When Survival Comes First: Mental Health After Reentry

Jarrelle Marshall
December 9, 2025
4 min

When someone returns home after incarceration, they step back into a world full of expectations, responsibilities, and pressures- many of them urgent. The transition demands time, energy, and emotional labor, and the weight of these demands often pushes mental health to the bottom of the priority list. It’s not that people don’t care about their mental well-being; it’s that survival comes first.

Reentry is complex. In the first days, weeks, and months, people must secure identification, enroll in essential benefits, find work, obtain housing, reconnect with family, and comply with the conditions of supervision. Every task carries its own urgency. Missing a deadline or appointment can mean losing opportunities or facing penalties. When someone is trying to rebuild their life under constant pressure, therapy can feel like something they’ll “get to eventually,” even when they know they need it.

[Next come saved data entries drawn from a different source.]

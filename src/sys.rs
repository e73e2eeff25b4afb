//! evdev ioctls used by the session.

use libc::input_id;
use nix::{ioctl_read, ioctl_read_buf, ioctl_write_int, ioctl_write_ptr};

ioctl_read!(eviocgversion, b'E', 0x01, ::libc::c_int);
ioctl_read!(eviocgid, b'E', 0x02, /*struct*/ input_id);

ioctl_read_buf!(eviocgname, b'E', 0x06, u8);
ioctl_read_buf!(eviocgphys, b'E', 0x07, u8);

ioctl_write_int!(eviocgrab, b'E', 0x90);

// EVIOCSCLOCKID is _IOW('E', 0xa0, int) and the kernel reads the clock id
// through the pointer, so this must be write_ptr rather than write_int.
ioctl_write_ptr!(eviocsclockid, b'E', 0xa0, ::libc::c_int);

Financial strain adds another layer. Many people leave incarceration without savings, employment, or stable income. In this context, daily necessities- food, transportation, clothing, phone access- take precedence. Even if low-cost or free therapy exists, the time commitment alone can feel impossible when someone is juggling multiple jobs, mandatory meetings, and the day-to-day realities of reentry.

There is also the emotional weight of starting over. People often carry trauma from incarceration, family separation, violence, and instability. But addressing these feelings requires space- space to slow down, reflect, and be vulnerable. For someone who is constantly in survival mode, vulnerability can feel unsafe. Many learn to compartmentalize just to get through the day. Therapy, which asks people to open up emotionally, can feel too overwhelming when the rest of life is demanding so much at once.

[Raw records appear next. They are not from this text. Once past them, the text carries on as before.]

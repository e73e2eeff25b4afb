use std::fmt;
use std::fs::{File, OpenOptions};
use std::io::{self, Write};
use std::mem::{self, MaybeUninit};
use std::os::unix::{
    fs::OpenOptionsExt,
    io::{AsFd, AsRawFd, RawFd},
};
use std::path::Path;
use std::time::{Duration, Instant};

use nix::poll::{poll, PollFd, PollFlags, PollTimeout};

use crate::constants::{EventType, MiscCode};
use crate::error::Error;
use crate::event::Event;
use crate::led::LedConfig;
use crate::sys;

/// USB vendor id of Griffin Technology.
pub const VENDOR_ID_GRIFFIN: u16 = 0x077d;
/// Product id of the PowerMate proper.
pub const PRODUCT_ID_POWERMATE: u16 = 0x0410;
/// Product id of the older SoundKnob, driven by the same kernel driver.
pub const PRODUCT_ID_SOUNDKNOB: u16 = 0x04aa;

const EVENT_BATCH_SIZE: usize = 32;

fn ioctl_get_cstring(
    f: unsafe fn(RawFd, &mut [u8]) -> nix::Result<libc::c_int>,
    fd: RawFd,
) -> Option<Vec<u8>> {
    let mut buf = vec![0; 256];
    match unsafe { f(fd, buf.as_mut_slice()) } {
        Ok(len) if len as usize > buf.capacity() => {
            panic!("ioctl_get_cstring call overran the provided buffer!");
        }
        Ok(len) if len > 1 => {
            // The string ioctls report the number of bytes written, including
            // the trailing \0.
            buf.truncate(len as usize);
            assert_eq!(buf.pop(), Some(0));
            Some(buf)
        }
        _ => None,
    }
}

fn bytes_into_string_lossy(v: Vec<u8>) -> String {
    String::from_utf8(v).unwrap_or_else(|v| String::from_utf8_lossy(v.as_bytes()).into_owned())
}

/// An open session with one PowerMate device node.
///
/// The session owns the node's file handle exclusively and releases it when
/// dropped, on every exit path. There is no state beyond "open": if the device
/// disappears, the next read or write fails and the caller re-opens.
///
/// One read and one write may be in flight at a time per session; callers that
/// need concurrent access from several threads must serialize externally.
#[derive(Debug)]
pub struct Powermate {
    file: File,
    name: Option<String>,
    phys: Option<String>,
    id: libc::input_id,
    driver_version: (u8, u8, u8),
    event_buf: Vec<libc::input_event>,
    grabbed: bool,
}

impl Powermate {
    /// Opens a device, given its system path.
    ///
    /// Paths are typically something like `/dev/input/event0` or the stable
    /// `/dev/input/by-id/usb-Griffin_Technology_Inc._Griffin_PowerMate-event-if00`.
    ///
    /// The node is opened read/write so the LED can be driven, falling back to
    /// read-only event access. No identity check is performed beyond "this is
    /// an event device" — see [`is_powermate`](Self::is_powermate) and
    /// [`enumerate`] for identification.
    #[inline(always)]
    pub fn open(path: impl AsRef<Path>) -> Result<Powermate, Error> {
        Self::_open(path.as_ref())
    }

    fn _open(path: &Path) -> Result<Powermate, Error> {
        let mut options = OpenOptions::new();

        let file = options
            .read(true)
            .write(true)
            .custom_flags(libc::O_NONBLOCK)
            .open(path)
            .or_else(|_| options.write(false).open(path))
            .map_err(|err| match err.kind() {
                io::ErrorKind::NotFound => Error::NotFound(path.to_path_buf()),
                io::ErrorKind::PermissionDenied => Error::PermissionDenied(path.to_path_buf()),
                _ => Error::Io(err),
            })?;

        // Doubles as the "is this an event device at all" check: anything else
        // fails the ioctl with ENOTTY.
        let mut driver_version: i32 = 0;
        unsafe {
            sys::eviocgversion(file.as_raw_fd(), &mut driver_version)?;
        }
        let driver_version = (
            ((driver_version >> 16) & 0xff) as u8,
            ((driver_version >> 8) & 0xff) as u8,
            (driver_version & 0xff) as u8,
        );

        let id = unsafe {
            let mut id = MaybeUninit::uninit();
            sys::eviocgid(file.as_raw_fd(), id.as_mut_ptr())?;
            id.assume_init()
        };

        let name =
            ioctl_get_cstring(sys::eviocgname, file.as_raw_fd()).map(bytes_into_string_lossy);
        let phys =
            ioctl_get_cstring(sys::eviocgphys, file.as_raw_fd()).map(bytes_into_string_lossy);

        // Stamp events with CLOCK_MONOTONIC; timestamps must never step
        // backwards within a session.
        let clockid: libc::c_int = libc::CLOCK_MONOTONIC;
        unsafe {
            sys::eviocsclockid(file.as_raw_fd(), &clockid)?;
        }

        Ok(Powermate {
            file,
            name,
            phys,
            id,
            driver_version,
            event_buf: Vec::new(),
            grabbed: false,
        })
    }

    /// Returns the device's name as read from the kernel.
    pub fn name(&self) -> Option<&str> {
        self.name.as_deref()
    }

    /// Returns the device's physical location, e.g. the USB port path.
    pub fn physical_path(&self) -> Option<&str> {
        self.phys.as_deref()
    }

    /// Returns the bustype/vendor/product/version identifiers.
    pub fn input_id(&self) -> libc::input_id {
        self.id
    }

    /// Returns a tuple of the driver version containing major, minor, rev.
    pub fn driver_version(&self) -> (u8, u8, u8) {
        self.driver_version
    }

    /// Whether the opened node identifies as a Griffin PowerMate (or the older
    /// SoundKnob, which speaks the same protocol).
    pub fn is_powermate(&self) -> bool {
        self.id.vendor == VENDOR_ID_GRIFFIN
            && matches!(
                self.id.product,
                PRODUCT_ID_POWERMATE | PRODUCT_ID_SOUNDKNOB
            )
    }

    /// Grabs the device for exclusive access, so no other client (the desktop
    /// session included) sees its events.
    pub fn grab(&mut self) -> Result<(), Error> {
        if !self.grabbed {
            unsafe {
                sys::eviocgrab(self.as_raw_fd(), 1)?;
            }
            self.grabbed = true;
        }
        Ok(())
    }

    /// Releases an exclusive grab.
    pub fn ungrab(&mut self) -> Result<(), Error> {
        if self.grabbed {
            unsafe {
                sys::eviocgrab(self.as_raw_fd(), 0)?;
            }
            self.grabbed = false;
        }
        Ok(())
    }

    /// Reads the next knob event: a rotation delta or a button edge.
    ///
    /// The timeout argument selects among three modes:
    ///
    /// - `None` blocks until a qualifying event arrives and returns
    ///   `Ok(Some(event))`; it never times out.
    /// - `Some(Duration::ZERO)` drains only already-buffered input without
    ///   blocking and returns `Ok(None)` when nothing qualifying is buffered.
    /// - `Some(t)` waits up to `t` of total wall time counted from the start
    ///   of the call and fails with [`Error::TimedOut`] once the budget is
    ///   spent — a distinct outcome from the poll mode's `Ok(None)`.
    ///
    /// Raw event kinds other than relative rotation and key are skipped
    /// silently in every mode. Skipped events do not satisfy the read, but
    /// the time spent waiting for them still counts against the budget.
    pub fn read_event(&mut self, timeout: Option<Duration>) -> Result<Option<Event>, Error> {
        let started = Instant::now();

        if let Some(ev) = self.pop_qualifying() {
            return Ok(Some(ev));
        }
        self.fill_events()?;
        if let Some(ev) = self.pop_qualifying() {
            return Ok(Some(ev));
        }

        match timeout {
            Some(t) if t.is_zero() => Ok(None),
            timeout => {
                let deadline = timeout.map(|t| started + t);
                loop {
                    let remaining = match deadline {
                        Some(deadline) => {
                            let left = deadline.saturating_duration_since(Instant::now());
                            if left.is_zero() {
                                return Err(Error::TimedOut);
                            }
                            Some(left)
                        }
                        None => None,
                    };
                    self.wait_readable(remaining)?;
                    self.fill_events()?;
                    if let Some(ev) = self.pop_qualifying() {
                        return Ok(Some(ev));
                    }
                }
            }
        }
    }

    /// Returns an iterator producing events forever, blocking on each `next()`
    /// until the knob is rotated or pressed.
    pub fn events(&mut self) -> Events<'_> {
        Events(self)
    }

    /// Writes a complete LED configuration to the device.
    ///
    /// Out-of-range fields are clamped by [`LedConfig::encode`]. The write is
    /// fire-and-forget: success means the kernel accepted it, and the LED
    /// changes asynchronously. The firmware keeps the configuration until the
    /// next write or a device reset.
    pub fn set_config(&mut self, config: LedConfig) -> Result<(), Error> {
        let raw = libc::input_event {
            time: libc::timeval {
                tv_sec: 0,
                tv_usec: 0,
            },
            type_: EventType::MISC.0,
            code: MiscCode::MSC_PULSELED.0,
            value: config.encode() as i32,
        };
        let bytes = unsafe { crate::cast_to_bytes(&raw) };
        self.file.write_all(bytes)?;
        Ok(())
    }

    /// Sets the LED to a steady (non-pulsing) glow at the given brightness.
    pub fn set_steady_led(&mut self, brightness: u16) -> Result<(), Error> {
        self.set_config(LedConfig::steady(brightness))
    }

    /// Sets the LED pulsing at the given speed, through sleep and wake.
    /// Brightness is irrelevant while pulsing.
    pub fn set_pulse(&mut self, speed: u16) -> Result<(), Error> {
        self.set_config(LedConfig::pulse(speed))
    }

    /// Converts the session into an asynchronous event stream.
    #[cfg(feature = "tokio")]
    #[inline]
    pub fn into_event_stream(self) -> Result<crate::EventStream, Error> {
        Ok(crate::EventStream::new(self)?)
    }

    /// Pops buffered raw events until one classifies as a knob event.
    pub(crate) fn pop_qualifying(&mut self) -> Option<Event> {
        while !self.event_buf.is_empty() {
            let raw = self.event_buf.remove(0);
            if let Some(ev) = Event::from_raw(&raw) {
                return Some(ev);
            }
        }
        None
    }

    /// One nonblocking read of raw events into the buffer. Returns the number
    /// of events read; `WouldBlock` when the kernel buffer is empty.
    pub(crate) fn fill_events_once(&mut self) -> io::Result<usize> {
        let fd = self.as_raw_fd();
        self.event_buf.reserve(EVENT_BATCH_SIZE);

        let spare_capacity = self.event_buf.spare_capacity_mut();
        let spare_capacity_size = mem::size_of_val(spare_capacity);

        // use libc::read instead of nix::unistd::read b/c we need to pass an
        // uninitialized buf
        let res = unsafe { libc::read(fd, spare_capacity.as_mut_ptr() as _, spare_capacity_size) };
        let bytes_read = nix::errno::Errno::result(res).map_err(io::Error::from)?;
        let num_read = bytes_read as usize / mem::size_of::<libc::input_event>();
        unsafe {
            let len = self.event_buf.len();
            self.event_buf.set_len(len + num_read);
        }
        Ok(num_read)
    }

    /// Drains everything currently buffered by the kernel.
    fn fill_events(&mut self) -> Result<(), Error> {
        loop {
            match self.fill_events_once() {
                Ok(0) => break,
                Ok(_) => continue,
                Err(err) if err.kind() == io::ErrorKind::WouldBlock => break,
                Err(err) => return Err(err.into()),
            }
        }
        Ok(())
    }

    /// Waits for the fd to become readable, at most `timeout` (forever when
    /// `None`). Long timeouts are sliced to `poll(2)`'s range; callers loop on
    /// their own deadline.
    fn wait_readable(&self, timeout: Option<Duration>) -> Result<(), Error> {
        let mut fds = [PollFd::new(self.file.as_fd(), PollFlags::POLLIN)];
        let timeout = match timeout {
            Some(t) => PollTimeout::from(u16::try_from(t.as_millis()).unwrap_or(u16::MAX)),
            None => PollTimeout::NONE,
        };
        poll(&mut fds, timeout)?;
        Ok(())
    }

    #[cfg(test)]
    pub(crate) fn from_file(file: File) -> Powermate {
        Powermate {
            file,
            name: None,
            phys: None,
            id: libc::input_id {
                bustype: 0,
                vendor: 0,
                product: 0,
                version: 0,
            },
            driver_version: (0, 0, 0),
            event_buf: Vec::new(),
            grabbed: false,
        }
    }
}

impl AsRawFd for Powermate {
    fn as_raw_fd(&self) -> RawFd {
        self.file.as_raw_fd()
    }
}

impl fmt::Display for Powermate {
    fn fmt(&self, f: &mut fmt::Formatter) -> fmt::Result {
        writeln!(f, "{}:", self.name.as_deref().unwrap_or("Unnamed device"))?;
        writeln!(
            f,
            "  Driver version: {}.{}.{}",
            self.driver_version.0, self.driver_version.1, self.driver_version.2
        )?;
        if let Some(ref phys) = self.phys {
            writeln!(f, "  Physical address: {:?}", phys)?;
        }
        writeln!(f, "  Vendor: {:#x}", self.id.vendor)?;
        writeln!(f, "  Product: {:#x}", self.id.product)?;
        Ok(())
    }
}

/// Blocking iterator over classified knob events, created by
/// [`Powermate::events`]. Lazy and endless: each `next()` suspends the calling
/// thread until the device produces a qualifying event.
pub struct Events<'a>(&'a mut Powermate);

impl Iterator for Events<'_> {
    type Item = Result<Event, Error>;

    fn next(&mut self) -> Option<Self::Item> {
        match self.0.read_event(None) {
            Ok(Some(ev)) => Some(Ok(ev)),
            Ok(None) => None,
            Err(err) => Some(Err(err)),
        }
    }
}

/// Crawls `/dev/input` for PowerMate devices.
///
/// Nodes that fail to open or identify as some other hardware are skipped
/// rather than bubbling errors up; an empty iterator means no knob was usable.
pub fn enumerate() -> EnumerateDevices {
    EnumerateDevices {
        readdir: std::fs::read_dir("/dev/input").ok(),
    }
}

/// Iterator returned by [`enumerate`].
pub struct EnumerateDevices {
    readdir: Option<std::fs::ReadDir>,
}

impl Iterator for EnumerateDevices {
    type Item = Powermate;
    fn next(&mut self) -> Option<Powermate> {
        use std::os::unix::ffi::OsStrExt;
        let readdir = self.readdir.as_mut()?;
        loop {
            if let Ok(entry) = readdir.next()? {
                let path = entry.path();
                let fname = path.file_name().unwrap();
                if fname.as_bytes().starts_with(b"event") {
                    if let Ok(dev) = Powermate::open(&path) {
                        if dev.is_powermate() {
                            return Some(dev);
                        }
                    }
                }
            }
        }
    }
}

Additionally, people often want to show their families and communities that they are strong and capable. After incarceration, many feel pressure to “prove” themselves by working hard, staying busy, or appearing stable. Admitting they need support, even to themselves, can feel like a setback instead of a step toward healing. This pressure is especially heavy for black and brown men who have been taught to suppress pain and push forward regardless of what they’re carrying inside.

Yet the need for mental health support during reentry is real. The transition is filled with triggers, stressors, and reminders of past trauma. When these go unaddressed, they can build up over time, affecting relationships, employment, decision-making, and long-term stability.

Supporting mental health during reentry means acknowledging the realities people face and offering flexible, culturally grounded, nonjudgmental care. It means bringing services to where people already are, reducing barriers to access, and validating the competing priorities they’re navigating.

Healing doesn’t have to wait, but it must be accessible, responsive, and built around the real lives of people finding their footing again.